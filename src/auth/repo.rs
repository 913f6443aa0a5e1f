use axum::async_trait;
use serde::{Deserialize, Serialize};
use sqlx::{FromRow, PgPool};
use time::OffsetDateTime;
use uuid::Uuid;

/// User record in the database.
#[derive(Debug, Clone, Serialize, Deserialize, FromRow)]
pub struct User {
    pub id: Uuid,
    pub email: String,
    #[serde(skip_serializing)]
    pub password_hash: String,
    pub is_activated: bool,
    /// Retained after activation; re-activating through the same link is a
    /// no-op rather than an error.
    #[serde(skip_serializing)]
    pub activation_link: Uuid,
    pub created_at: OffsetDateTime,
}

/// Fields needed to create a user row; the store fills in id and timestamp.
#[derive(Debug, Clone)]
pub struct NewUser {
    pub email: String,
    pub password_hash: String,
    pub activation_link: Uuid,
}

/// Persisted refresh session, at most one row per user.
#[derive(Debug, Clone, FromRow)]
pub struct RefreshSession {
    pub user_id: Uuid,
    pub refresh_token: String,
}

#[async_trait]
pub trait UserStore: Send + Sync {
    async fn find_by_email(&self, email: &str) -> anyhow::Result<Option<User>>;
    async fn find_by_id(&self, id: Uuid) -> anyhow::Result<Option<User>>;
    async fn find_by_activation_link(&self, link: Uuid) -> anyhow::Result<Option<User>>;
    async fn create(&self, new_user: NewUser) -> anyhow::Result<User>;
    async fn save(&self, user: &User) -> anyhow::Result<()>;
    async fn list_all(&self) -> anyhow::Result<Vec<User>>;
}

#[async_trait]
pub trait SessionStore: Send + Sync {
    /// Upsert: a user has at most one refresh session, a new token replaces
    /// the previous one.
    async fn save(&self, user_id: Uuid, refresh_token: &str) -> anyhow::Result<()>;
    async fn find(&self, refresh_token: &str) -> anyhow::Result<Option<RefreshSession>>;
    /// Returns the number of rows removed; 0 means already logged out.
    async fn remove(&self, refresh_token: &str) -> anyhow::Result<u64>;
}

pub struct PgUserStore {
    db: PgPool,
}

impl PgUserStore {
    pub fn new(db: PgPool) -> Self {
        Self { db }
    }
}

#[async_trait]
impl UserStore for PgUserStore {
    async fn find_by_email(&self, email: &str) -> anyhow::Result<Option<User>> {
        let user = sqlx::query_as::<_, User>(
            r#"
            SELECT id, email, password_hash, is_activated, activation_link, created_at
            FROM users
            WHERE email = $1
            "#,
        )
        .bind(email)
        .fetch_optional(&self.db)
        .await?;
        Ok(user)
    }

    async fn find_by_id(&self, id: Uuid) -> anyhow::Result<Option<User>> {
        let user = sqlx::query_as::<_, User>(
            r#"
            SELECT id, email, password_hash, is_activated, activation_link, created_at
            FROM users
            WHERE id = $1
            "#,
        )
        .bind(id)
        .fetch_optional(&self.db)
        .await?;
        Ok(user)
    }

    async fn find_by_activation_link(&self, link: Uuid) -> anyhow::Result<Option<User>> {
        let user = sqlx::query_as::<_, User>(
            r#"
            SELECT id, email, password_hash, is_activated, activation_link, created_at
            FROM users
            WHERE activation_link = $1
            "#,
        )
        .bind(link)
        .fetch_optional(&self.db)
        .await?;
        Ok(user)
    }

    async fn create(&self, new_user: NewUser) -> anyhow::Result<User> {
        let user = sqlx::query_as::<_, User>(
            r#"
            INSERT INTO users (email, password_hash, activation_link)
            VALUES ($1, $2, $3)
            RETURNING id, email, password_hash, is_activated, activation_link, created_at
            "#,
        )
        .bind(&new_user.email)
        .bind(&new_user.password_hash)
        .bind(new_user.activation_link)
        .fetch_one(&self.db)
        .await?;
        Ok(user)
    }

    async fn save(&self, user: &User) -> anyhow::Result<()> {
        sqlx::query(
            r#"
            UPDATE users
            SET email = $2, password_hash = $3, is_activated = $4, activation_link = $5
            WHERE id = $1
            "#,
        )
        .bind(user.id)
        .bind(&user.email)
        .bind(&user.password_hash)
        .bind(user.is_activated)
        .bind(user.activation_link)
        .execute(&self.db)
        .await?;
        Ok(())
    }

    async fn list_all(&self) -> anyhow::Result<Vec<User>> {
        let users = sqlx::query_as::<_, User>(
            r#"
            SELECT id, email, password_hash, is_activated, activation_link, created_at
            FROM users
            ORDER BY created_at
            "#,
        )
        .fetch_all(&self.db)
        .await?;
        Ok(users)
    }
}

pub struct PgSessionStore {
    db: PgPool,
}

impl PgSessionStore {
    pub fn new(db: PgPool) -> Self {
        Self { db }
    }
}

#[async_trait]
impl SessionStore for PgSessionStore {
    async fn save(&self, user_id: Uuid, refresh_token: &str) -> anyhow::Result<()> {
        sqlx::query(
            r#"
            INSERT INTO refresh_sessions (user_id, refresh_token)
            VALUES ($1, $2)
            ON CONFLICT (user_id)
            DO UPDATE SET refresh_token = EXCLUDED.refresh_token, updated_at = now()
            "#,
        )
        .bind(user_id)
        .bind(refresh_token)
        .execute(&self.db)
        .await?;
        Ok(())
    }

    async fn find(&self, refresh_token: &str) -> anyhow::Result<Option<RefreshSession>> {
        let session = sqlx::query_as::<_, RefreshSession>(
            r#"
            SELECT user_id, refresh_token
            FROM refresh_sessions
            WHERE refresh_token = $1
            "#,
        )
        .bind(refresh_token)
        .fetch_optional(&self.db)
        .await?;
        Ok(session)
    }

    async fn remove(&self, refresh_token: &str) -> anyhow::Result<u64> {
        let result = sqlx::query(
            r#"
            DELETE FROM refresh_sessions
            WHERE refresh_token = $1
            "#,
        )
        .bind(refresh_token)
        .execute(&self.db)
        .await?;
        Ok(result.rows_affected())
    }
}

#[cfg(test)]
mod tests {
    use super::*;

    // User rows go out verbatim on the admin listing route; the secret-bearing
    // columns must stay out of the JSON.
    #[test]
    fn user_json_omits_password_hash_and_activation_link() {
        let user = User {
            id: Uuid::new_v4(),
            email: "test@example.com".to_string(),
            password_hash: "$argon2id$v=19$m=19456,t=2,p=1$c2FsdA$aGFzaA".to_string(),
            is_activated: false,
            activation_link: Uuid::new_v4(),
            created_at: OffsetDateTime::now_utc(),
        };
        let json = serde_json::to_string(&user).unwrap();
        assert!(json.contains("test@example.com"));
        assert!(json.contains("is_activated"));
        assert!(!json.contains("password_hash"));
        assert!(!json.contains("argon2id"));
        assert!(!json.contains("activation_link"));
        assert!(!json.contains(&user.activation_link.to_string()));
    }
}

● The problem: Retyping the whole listing exactly is the task here.

● Answer space:
filename src/auth/repo.rs
repository 913f6443aa0a5e1f
use axum::async_trait;
use serde::{Deserialize, Serialize};
use sqlx::{FromRow, PgPool};
use time::OffsetDateTime;
use uuid::Uuid;

/// User record in the database.
#[derive(Debug, Clone, Serialize, Deserialize, FromRow)]
pub struct User {
    pub id: Uuid,
    pub email: String,
    #[serde(skip_serializing)]
    pub password_hash: String,
    pub is_activated: bool,
    /// Retained after activation; re-activating through the same link is a
    /// no-op rather than an error.
    #[serde(skip_serializing)]
    pub activation_link: Uuid,
    pub created_at: OffsetDateTime,
}

/// Fields needed to create a user row; the store fills in id and timestamp.
#[derive(Debug, Clone)]
pub struct NewUser {
    pub email: String,
    pub password_hash: String,
    pub activation_link: Uuid,
}

/// Persisted refresh session, at most one row per user.
#[derive(Debug, Clone, FromRow)]
pub struct RefreshSession {
    pub user_id: Uuid,
    pub refresh_token: String,
}

#[async_trait]
pub trait UserStore: Send + Sync {
    async fn find_by_email(&self, email: &str) -> anyhow::Result<Option<User>>;
    async fn find_by_id(&self, id: Uuid) -> anyhow::Result<Option<User>>;
    async fn find_by_activation_link(&self, link: Uuid) -> anyhow::Result<Option<User>>;
    async fn create(&self, new_user: NewUser) -> anyhow::Result<User>;
    async fn save(&self, user: &User) -> anyhow::Result<()>;
    async fn list_all(&self) -> anyhow::Result<Vec<User>>;
}

#[async_trait]
pub trait SessionStore: Send + Sync {
    /// Upsert: a user has at most one refresh session, a new token replaces
    /// the previous one.
    async fn save(&self, user_id: Uuid, refresh_token: &str) -> anyhow::Result<()>;
    async fn find(&self, refresh_token: &str) -> anyhow::Result<Option<RefreshSession>>;
    /// Returns the number of rows removed; 0 means already logged out.
    async fn remove(&self, refresh_token: &str) -> anyhow::Result<u64>;
}

pub struct PgUserStore {
    db: PgPool,
}

impl PgUserStore {
    pub fn new(db: PgPool) -> Self {
        Self { db }
    }
}

#[async_trait]
impl UserStore for PgUserStore {
    async fn find_by_email(&self, email: &str) -> anyhow::Result<Option<User>> {
        let user = sqlx::query_as::<_, User>(
            r#"
            SELECT id, email, password_hash, is_activated, activation_link, created_at
            FROM users
            WHERE email = $1
            "#,
        )
        .bind(email)
        .fetch_optional(&self.db)
        .await?;
        Ok(user)
    }

    async fn find_by_id(&self, id: Uuid) -> anyhow::Result<Option<User>> {
        let user = sqlx::query_as::<_, User>(
            r#"
            SELECT id, email, password_hash, is_activated, activation_link, created_at
            FROM users
            WHERE id = $1
            "#,
        )
        .bind(id)
        .fetch_optional(&self.db)
        .await?;
        Ok(user)
    }

    async fn find_by_activation_link(&self, link: Uuid) -> anyhow::Result<Option<User>> {
        let user = sqlx::query_as::<_, User>(
            r#"
            SELECT id, email, password_hash, is_activated, activation_link, created_at
            FROM users
            WHERE activation_link = $1
            "#,
        )
        .bind(link)
        .fetch_optional(&self.db)
        .await?;
        Ok(user)
    }

    async fn create(&self, new_user: NewUser) -> anyhow::Result<User> {
        let user = sqlx::query_as::<_, User>(
            r#"
            INSERT INTO users (email, password_hash, activation_link)
            VALUES ($1, $2, $3)
            RETURNING id, email, password_hash, is_activated, activation_link, created_at
            "#,
        )
        .bind(&new_user.email)
        .bind(&new_user.password_hash)
        .bind(new_user.activation_link)
        .fetch_one(&self.db)
        .await?;
        Ok(user)
    }

    async fn save(&self, user: &User) -> anyhow::Result<()> {
        sqlx::query(
            r#"
            UPDATE users
            SET email = $2, password_hash = $3, is_activated = $4, activation_link = $5
            WHERE id = $1
            "#,
        )
        .bind(user.id)
        .bind(&user.email)
        .bind(&user.password_hash)
        .bind(user.is_activated)
        .bind(user.activation_link)
        .execute(&self.db)
        .await?;
        Ok(())
    }

    async fn list_all(&self) -> anyhow::Result<Vec<User>> {
        let users = sqlx::query_as::<_, User>(
            r#"
            SELECT id, email, password_hash, is_activated, activation_link, created_at
            FROM users
            ORDER BY created_at
            "#,
        )
        .fetch_all(&self.db)
        .await?;
        Ok(users)
    }
}

pub struct PgSessionStore {
    db: PgPool,
}

impl PgSessionStore {
    pub fn new(db: PgPool) -> Self {
        Self { db }
    }
}

#[async_trait]
impl SessionStore for PgSessionStore {
    async fn save(&self, user_id: Uuid, refresh_token: &str) -> anyhow::Result<()> {
        sqlx::query(
            r#"
            INSERT INTO refresh_sessions (user_id, refresh_token)
            VALUES ($1, $2)
            ON CONFLICT (user_id)
            DO UPDATE SET refresh_token = EXCLUDED.refresh_token, updated_at = now()
            "#,
        )
        .bind(user_id)
        .bind(refresh_token)
        .execute(&self.db)
        .await?;
        Ok(())
    }

    async fn find(&self, refresh_token: &str) -> anyhow::Result<Option<RefreshSession>> {
        let session = sqlx::query_as::<_, RefreshSession>(
            r#"
            SELECT user_id, refresh_token
            FROM refresh_sessions
            WHERE refresh_token = $1
            "#,
        )
        .bind(refresh_token)
        .fetch_optional(&self.db)
        .await?;
        Ok(session)
    }

    async fn remove(&self, refresh_token: &str) -> anyhow::Result<u64> {
        let result = sqlx::query(
            r#"
            DELETE FROM refresh_sessions
            WHERE refresh_token = $1
            "#,
        )
        .bind(refresh_token)
        .execute(&self.db)
        .await?;
        Ok(result.rows_affected())
    }
}

#[cfg(test)]
mod tests {
    use super::*;

    // User rows go out verbatim on the admin listing route; the secret-bearing
    // columns must stay out of the JSON.
    #[test]
    fn user_json_omits_password_hash_and_activation_link() {
        let user = User {
            id: Uuid::new_v4(),
            email: "test@example.com".to_string(),
            password_hash: "$argon2id$v=19$m=19456,t=2,p=1$c2FsdA$aGFzaA".to_string(),
            is_activated: false,
            activation_link: Uuid::new_v4(),
            created_at: OffsetDateTime::now_utc(),
        };
        let json = serde_json::to_string(&user).unwrap();
        assert!(json.contains("test@example.com"));
        assert!(json.contains("is_activated"));
        assert!(!json.contains("password_hash"));
        assert!(!json.contains("argon2id"));
        assert!(!json.contains("activation_link"));
        assert!(!json.contains(&user.activation_link.to_string()));
    }
}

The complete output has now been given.